Monday, 28 January 2008

Children of men

I finally watched Children of Men last night. Only the second film I've watched start to finish since Pob was born. When it finished, in fact before it finished, I was reduced to wracking sobs. I knew from about 10 minutes in that the film was going to destroy me, but somehow I couldn't stop watching. The bleakness of the world it portrayed got to me from the first minute, particularly that there were no good guys, everyone was in it for their own goals, including the so-called terrorists who wanted to liberate the country. Somehow the absence of children has created a world where either people don't care about anything any more, and hence commit suicide, or where they care passionately, without any barriers, about an ideal and are prepared to do anything to work towards what they think is right. The ideal, for the terrorists, has replaced any concern for individual humans, they have little fear for their own lives, and no care for the lives of others.

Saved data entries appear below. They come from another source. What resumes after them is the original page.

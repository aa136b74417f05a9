//! Runtime configuration for reel-cache.
//!
//! Configuration can be loaded from a JSON file or constructed
//! programmatically. All policy knobs (TTL floor, growth factors, memory
//! budgets) and background-loop intervals live here.

use std::path::PathBuf;

use clap::Parser;
use serde::{Deserialize, Serialize};

use crate::cache::key::{CallerRole, QueryParams, ResourceType};
use crate::cache::policy::Priority;

/// Command-line arguments.
#[derive(Parser, Debug, Clone)]
#[command(name = "reel-cache", about = "Adaptive cache layer for role-scoped analytics queries")]
pub struct Cli {
    /// Path to configuration file (JSON).
    #[arg(short, long, default_value = "config.json")]
    pub config: PathBuf,

    /// HTTP listen address for the operator surface.
    #[arg(long, default_value = "0.0.0.0:8080")]
    pub listen: String,

    /// Enable verbose logging.
    #[arg(short, long)]
    pub verbose: bool,
}

/// Top-level configuration.
#[derive(Debug, Clone, Default, Serialize, Deserialize)]
#[serde(default)]
pub struct Config {
    /// Operator HTTP server settings.
    pub server: ServerConfig,

    /// Backing-store call settings.
    pub store: StoreConfig,

    /// Payload codec settings.
    pub codec: CodecConfig,

    /// Policy table tuning.
    pub policy: PolicyConfig,

    /// Cache warming settings.
    pub warmer: WarmerConfig,

    /// Policy self-tuning loop settings.
    pub optimizer: OptimizerConfig,
}

/// Operator HTTP server settings.
#[derive(Debug, Clone, Serialize, Deserialize)]
#[serde(default)]
pub struct ServerConfig {
    /// Listen address (e.g. "0.0.0.0:8080").
    pub listen: String,
}

impl Default for ServerConfig {
    fn default() -> Self {
        Self {
            listen: "0.0.0.0:8080".to_string(),
        }
    }
}

/// Backing-store call settings.
#[derive(Debug, Clone, Serialize, Deserialize)]
#[serde(default)]
pub struct StoreConfig {
    /// Bound on every individual store call, in milliseconds. A call that
    /// exceeds it is treated as a store failure, which the read path
    /// degrades to a miss.
    pub op_timeout_ms: u64,
}

impl Default for StoreConfig {
    fn default() -> Self {
        Self { op_timeout_ms: 250 }
    }
}

/// Payload codec settings.
#[derive(Debug, Clone, Serialize, Deserialize)]
#[serde(default)]
pub struct CodecConfig {
    /// Serialized payloads above this size get zstd-compressed.
    pub compression_threshold_bytes: usize,

    /// zstd compression level (1-22).
    pub zstd_level: i32,
}

impl Default for CodecConfig {
    fn default() -> Self {
        Self {
            compression_threshold_bytes: 1024,
            zstd_level: 3,
        }
    }
}

/// A policy override applied on top of the built-in per-type defaults.
#[derive(Debug, Clone, Serialize, Deserialize)]
pub struct PolicySeed {
    pub resource_type: ResourceType,

    /// None seeds the type-wide default used when no (type, role) entry
    /// exists.
    pub role: Option<CallerRole>,

    pub ttl_secs: Option<u64>,
    pub max_size_bytes: Option<u64>,
    pub priority: Option<Priority>,
}

/// Policy table tuning.
#[derive(Debug, Clone, Serialize, Deserialize)]
#[serde(default)]
pub struct PolicyConfig {
    /// Self-tuning never reduces a TTL below this floor.
    pub ttl_floor_secs: u64,

    /// TTL shrink factor applied when entries are observed to die early.
    pub ttl_shrink_factor: f64,

    /// Max-size growth factor applied when entries crowd the size ceiling.
    pub max_size_growth_factor: f64,

    /// Per-priority memory budgets in bytes. `Highest` receives
    /// `highest_bonus_factor` times the `High` budget.
    pub budget_low_bytes: u64,
    pub budget_medium_bytes: u64,
    pub budget_high_bytes: u64,
    pub highest_bonus_factor: f64,

    /// Startup overrides applied on top of the built-in defaults.
    pub seeds: Vec<PolicySeed>,
}

impl Default for PolicyConfig {
    fn default() -> Self {
        Self {
            ttl_floor_secs: 60,
            ttl_shrink_factor: 0.8,
            max_size_growth_factor: 1.2,
            budget_low_bytes: 64 * 1024 * 1024,
            budget_medium_bytes: 128 * 1024 * 1024,
            budget_high_bytes: 256 * 1024 * 1024,
            highest_bonus_factor: 1.2,
            seeds: Vec::new(),
        }
    }
}

/// One hot key the warmer keeps populated.
#[derive(Debug, Clone, Serialize, Deserialize)]
pub struct WarmTarget {
    pub resource_type: ResourceType,
    pub params: QueryParams,
}

/// Cache warming settings.
#[derive(Debug, Clone, Serialize, Deserialize)]
#[serde(default)]
pub struct WarmerConfig {
    /// Seconds between warming sweeps.
    pub interval_secs: u64,

    /// Role used for admission when the warmer writes an entry.
    pub warm_role: CallerRole,

    /// Hot (type, canonical-parameter) pairs expected to be frequently
    /// requested.
    pub targets: Vec<WarmTarget>,
}

impl Default for WarmerConfig {
    fn default() -> Self {
        Self {
            interval_secs: 300,
            warm_role: CallerRole::Viewer,
            targets: Vec::new(),
        }
    }
}

/// Policy self-tuning loop settings.
#[derive(Debug, Clone, Serialize, Deserialize)]
#[serde(default)]
pub struct OptimizerConfig {
    /// Seconds between optimization passes over all types.
    pub interval_secs: u64,
}

impl Default for OptimizerConfig {
    fn default() -> Self {
        Self { interval_secs: 3600 }
    }
}

impl Config {
    /// Load configuration from a JSON file, falling back to defaults for
    /// missing fields.
    pub fn load(path: &std::path::Path) -> anyhow::Result<Self> {
        if path.exists() {
            let data = std::fs::read_to_string(path)?;
            let config: Config = serde_json::from_str(&data)?;
            Ok(config)
        } else {
            tracing::warn!("Config file not found at {:?}, using defaults", path);
            Ok(Config::default())
        }
    }
}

But the moment that recuced me to blubber was the walk that Theo and Kee take with the baby out of the building where the battle is going on. That everyone - soldiers, terrorists, fugitives alike - stops what they are doing to stare at the baby, to try to touch the baby - although in a gentle, rather than frightening way - brought home more than anything else in the film the utter devastation that not being able to have children has brought to the world. I wept because I remembered what it felt like to be just one individual, wanting to reach out and touch the babies I couldn't have, although I cannot really imagine what it would feel like if I was one of billions of people who felt the same way. I wept because I know how it feels to have our baby, to love her as much as I do, and to know that I have friends who are still reaching out but haven't been able to feel that love, friends who have stopped trying to have the baby, who ran out of runway. All that pain was beautifully portrayed on film, the hands, the faces, the arms, the eyes, the sotto voce singing of lullabies. It was utterly heartbreaking.

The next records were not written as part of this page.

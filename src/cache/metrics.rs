//! Operational metrics: point-in-time snapshots of global cache state.
//!
//! Nothing is accumulated in-process. Every snapshot is computed on demand
//! from the backing store's own counters and key enumeration, so every
//! process sharing the store observes identical numbers.

use std::collections::HashMap;
use std::sync::Arc;
use std::time::Duration;

use serde::Serialize;
use tracing::warn;

use crate::cache::key::{type_pattern, ResourceType, KEY_PREFIX};
use crate::config::Config;
use crate::store::{KeyValueStore, StoreError};

/// Entries inspected when estimating the compression ratio. The envelope
/// flag lives in the stored bytes, so measuring it means reading entries;
/// a bounded sample keeps the snapshot cheap.
const COMPRESSION_SAMPLE_LIMIT: usize = 100;

#[derive(Debug, Clone, Default, Serialize)]
pub struct MetricsSnapshot {
    pub hit_rate: f64,
    pub miss_rate: f64,
    pub memory_usage_bytes: u64,
    pub total_keys: usize,
    pub keys_by_type: HashMap<String, usize>,
    /// Fraction of sampled entries stored compressed.
    pub compression_ratio: f64,
}

pub struct MetricsCollector {
    store: Arc<dyn KeyValueStore>,
    op_timeout: Duration,
}

impl MetricsCollector {
    pub fn new(config: Arc<Config>, store: Arc<dyn KeyValueStore>) -> Self {
        Self {
            store,
            op_timeout: Duration::from_millis(config.store.op_timeout_ms),
        }
    }

    async fn bounded<T>(
        &self,
        fut: impl std::future::Future<Output = Result<T, StoreError>>,
    ) -> Result<T, StoreError> {
        tokio::time::timeout(self.op_timeout, fut)
            .await
            .map_err(|_| StoreError::Timeout)?
    }

    /// Compute a snapshot. Store failures yield a default (zeroed) snapshot
    /// rather than an error; metrics share the layer's fail-open posture.
    pub async fn snapshot(&self) -> MetricsSnapshot {
        match self.try_snapshot().await {
            Ok(snapshot) => snapshot,
            Err(err) => {
                warn!(error = %err, "Metrics snapshot failed, returning empty snapshot");
                MetricsSnapshot::default()
            }
        }
    }

    async fn try_snapshot(&self) -> Result<MetricsSnapshot, StoreError> {
        let info = self.bounded(self.store.info()).await?;
        let lookups = info.hits + info.misses;
        let (hit_rate, miss_rate) = if lookups > 0 {
            (
                info.hits as f64 / lookups as f64,
                info.misses as f64 / lookups as f64,
            )
        } else {
            (0.0, 0.0)
        };

        let all_keys = self
            .bounded(self.store.keys(&format!("{KEY_PREFIX}:*")))
            .await?;

        let mut keys_by_type = HashMap::new();
        for resource_type in ResourceType::ALL {
            let keys = self
                .bounded(self.store.keys(&type_pattern(resource_type)))
                .await?;
            keys_by_type.insert(resource_type.as_str().to_string(), keys.len());
        }

        let mut sampled = 0usize;
        let mut compressed = 0usize;
        for key in all_keys.iter().take(COMPRESSION_SAMPLE_LIMIT) {
            if let Some(entry) = self.bounded(self.store.get(key)).await? {
                if let Some(&flag) = entry.first() {
                    sampled += 1;
                    if flag == 1 {
                        compressed += 1;
                    }
                }
            }
        }
        let compression_ratio = if sampled > 0 {
            compressed as f64 / sampled as f64
        } else {
            0.0
        };

        Ok(MetricsSnapshot {
            hit_rate,
            miss_rate,
            memory_usage_bytes: info.used_memory_bytes,
            total_keys: all_keys.len(),
            keys_by_type,
            compression_ratio,
        })
    }
}

#[cfg(test)]
mod tests {
    use super::*;
    use crate::cache::key::{CallerRole, QueryParams};
    use crate::cache::manager::CacheManager;
    use crate::cache::policy::PolicyStore;
    use crate::store::memory::MemoryStore;
    use serde_json::json;

    fn harness() -> (Arc<CacheManager>, MetricsCollector) {
        let config = Arc::new(Config::default());
        let store = Arc::new(MemoryStore::new());
        let policy = Arc::new(PolicyStore::new(config.clone(), store.clone()));
        let manager = Arc::new(CacheManager::new(config.clone(), store.clone(), policy));
        let metrics = MetricsCollector::new(config, store);
        (manager, metrics)
    }

    #[tokio::test]
    async fn test_snapshot_counts_keys_by_type() {
        let (manager, metrics) = harness();

        for i in 0..3 {
            manager
                .set(
                    ResourceType::Dashboard,
                    &QueryParams::for_owner(format!("user-{i}")),
                    &json!({"views": i}),
                    CallerRole::Viewer,
                )
                .await;
        }
        manager
            .set(
                ResourceType::Trending,
                &QueryParams::for_owner("global"),
                &json!({"top": []}),
                CallerRole::Viewer,
            )
            .await;

        let snapshot = metrics.snapshot().await;
        assert_eq!(snapshot.total_keys, 4);
        assert_eq!(snapshot.keys_by_type["dashboard"], 3);
        assert_eq!(snapshot.keys_by_type["trending"], 1);
        assert!(snapshot.memory_usage_bytes > 0);
    }

    #[tokio::test]
    async fn test_hit_and_miss_rates() {
        let (manager, metrics) = harness();
        let params = QueryParams::for_owner("user-1");

        manager
            .set(ResourceType::Dashboard, &params, &json!(1), CallerRole::Viewer)
            .await;

        let _: Option<serde_json::Value> =
            manager.get(ResourceType::Dashboard, &params).await;
        let _: Option<serde_json::Value> = manager
            .get(ResourceType::Trending, &QueryParams::for_owner("nobody"))
            .await;

        let snapshot = metrics.snapshot().await;
        assert!(snapshot.hit_rate > 0.0);
        assert!(snapshot.miss_rate > 0.0);
        assert!((snapshot.hit_rate + snapshot.miss_rate - 1.0).abs() < 1e-9);
    }

    #[tokio::test]
    async fn test_compression_ratio_reflects_large_entries() {
        let (manager, metrics) = harness();

        // One small (raw) and one large (compressed) entry.
        manager
            .set(
                ResourceType::Dashboard,
                &QueryParams::for_owner("user-1"),
                &json!({"views": 1}),
                CallerRole::Viewer,
            )
            .await;
        manager
            .set(
                ResourceType::Analytics,
                &QueryParams::for_owner("user-2"),
                &json!({ "blob": "x".repeat(10_000) }),
                CallerRole::Viewer,
            )
            .await;

        let snapshot = metrics.snapshot().await;
        assert!((snapshot.compression_ratio - 0.5).abs() < 1e-9);
    }
}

One thing that got to me, which presumably wouldn't have done before our recent issues, was the fact that Kee didn't seem to ever put the baby to the breast. When the baby was screaming, it seemed as if it would have been the 'natural' thing to do. "The baby must be STARVING," I was thinking, "why doesn't she feed her? Please let the baby be ok!" Perhaps the filmmakers felt that breastfeeding was a step too far for the viewing public, perhaps it just wasn't the issue, but I was so worried that this young girl wouldn't be able to care for her baby, having never seen anyone care for a newborn before, that she wouldn't know what to do. It didn't seem to be the message of the film, so I'm trying to take away a message of hope, but it was hard, the whole film was so bleak, I kept waiting for something else to go wrong.

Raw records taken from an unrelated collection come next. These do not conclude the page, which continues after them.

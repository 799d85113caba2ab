// SPDX-FileCopyrightText: 2026 Ninebot Checkin Contributors
// SPDX-License-Identifier: MIT OR Apache-2.0

//! Configuration system for ninebot-checkin.
//!
//! Everything the program reads from its environment is assembled once into a
//! [`CheckinConfig`] and passed explicitly to the runner and the notifiers.
//! Sources are layered with Figment (defaults, TOML files, `.env`, process
//! environment), checked with `deny_unknown_fields`, validated, and reported
//! through miette diagnostics.
//!
//! # Usage
//!
//! ```no_run
//! use ninebot_config::load_and_validate;
//!
//! let config = load_and_validate(None).expect("config errors");
//! let accounts = config.resolve_accounts().expect("no accounts");
//! println!("{} account(s)", accounts.len());
//! ```

pub mod accounts;
pub mod de;
pub mod diagnostic;
pub mod loader;
pub mod model;
pub mod validation;

use std::path::Path;

pub use accounts::{ACCOUNTS_ENV, parse_accounts_json};
pub use diagnostic::{ConfigError, render_errors};
pub use loader::{load_config, load_config_from_str};
pub use model::CheckinConfig;

/// Loads `.env`, then configuration from files and the environment, and validates it.
///
/// `explicit` replaces `./ninebot.toml` when given (the `--config` flag).
pub fn load_and_validate(explicit: Option<&Path>) -> Result<CheckinConfig, Vec<ConfigError>> {
    if let Ok(path) = dotenv::dotenv() {
        tracing::debug!(path = %path.display(), "loaded .env");
    }

    match loader::load_config(explicit) {
        Ok(config) => {
            validation::validate_config(&config)?;
            Ok(config)
        }
        Err(err) => {
            let sources = collect_toml_sources(explicit);
            Err(diagnostic::figment_to_config_errors(err, &sources))
        }
    }
}

/// Loads configuration from a TOML string and validates it.
pub fn load_and_validate_str(toml_content: &str) -> Result<CheckinConfig, Vec<ConfigError>> {
    match loader::load_config_from_str(toml_content) {
        Ok(config) => {
            validation::validate_config(&config)?;
            Ok(config)
        }
        Err(err) => {
            let sources = vec![("<inline>".to_string(), toml_content.to_string())];
            Err(diagnostic::figment_to_config_errors(err, &sources))
        }
    }
}

/// Reads the TOML files that may have been merged, for error spans.
fn collect_toml_sources(explicit: Option<&Path>) -> Vec<(String, String)> {
    let local = match explicit {
        Some(path) => path.to_path_buf(),
        None => std::env::current_dir()
            .map(|d| d.join(loader::CONFIG_FILE_NAME))
            .unwrap_or_else(|_| loader::CONFIG_FILE_NAME.into()),
    };

    [Some(local), loader::user_config_path()]
        .into_iter()
        .flatten()
        .filter_map(|path| {
            std::fs::read_to_string(&path)
                .ok()
                .map(|content| (path.display().to_string(), content))
        })
        .collect()
}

It was a tough, tough film. All night I dreamt of not being able to feed my baby, of not being able to give birth at the right time, of trying to care for other people's babies. A long time ago I agreed with a friend that we didn't need to see films that were just horribly upsetting. I both wish and don't wish I was still following that agreement. Being that upset is horrible, but perhaps it's a good thing, to remember my own pain, to empathise again with the pain of others, to want to do anything I can to avoid a world without hope. Who knows what difficulties the world will get into during Pob's lifetime.  I can't quite imagine an infertile world, but I can imagine a world heading for environmental disaster, a disaster even closer than it seems today. For now I will redouble my efforts to turn down the heating, to recycle, to give up plastic bags, to buy without packaging, the little things I do which I hope will help her inherit a world with hope. Strange the effect that one film can have.

Friday, 16 November 2007

Reunion

Hooray!

Monday, 11 September 2006

Catherine T. Smith

Many of you may be surprised at finding this entry on my blog today. I'm quite surprised myself. When I first read about it on another infertility blog (I've forgotten whose, I'm sorry), I wasn't immediately tempted to get involved. It just didn't feel right, to be focusing on these 2,996 at the expense of all the other victims of similar atrocities who we could be remembering. Then one evening I clicked through to the 2,996 website and thought, "yes, everyone here should be remembered." I don't feel any special relationship to those who died. I didn't know anyone who died, or even anyone who was affected directly by someone's death. But something in me decided I should make some effort to commemorate someone who died on a Tuesday morning in 2001. To recognise that this should not have happened, just as every day, all over the world, people die from violence that they did nothing to cause, from violence that has no end. And to recognise that people who die in such acts are real people, with real impact on the world, as a person, rather than as a statistic or a political symbol.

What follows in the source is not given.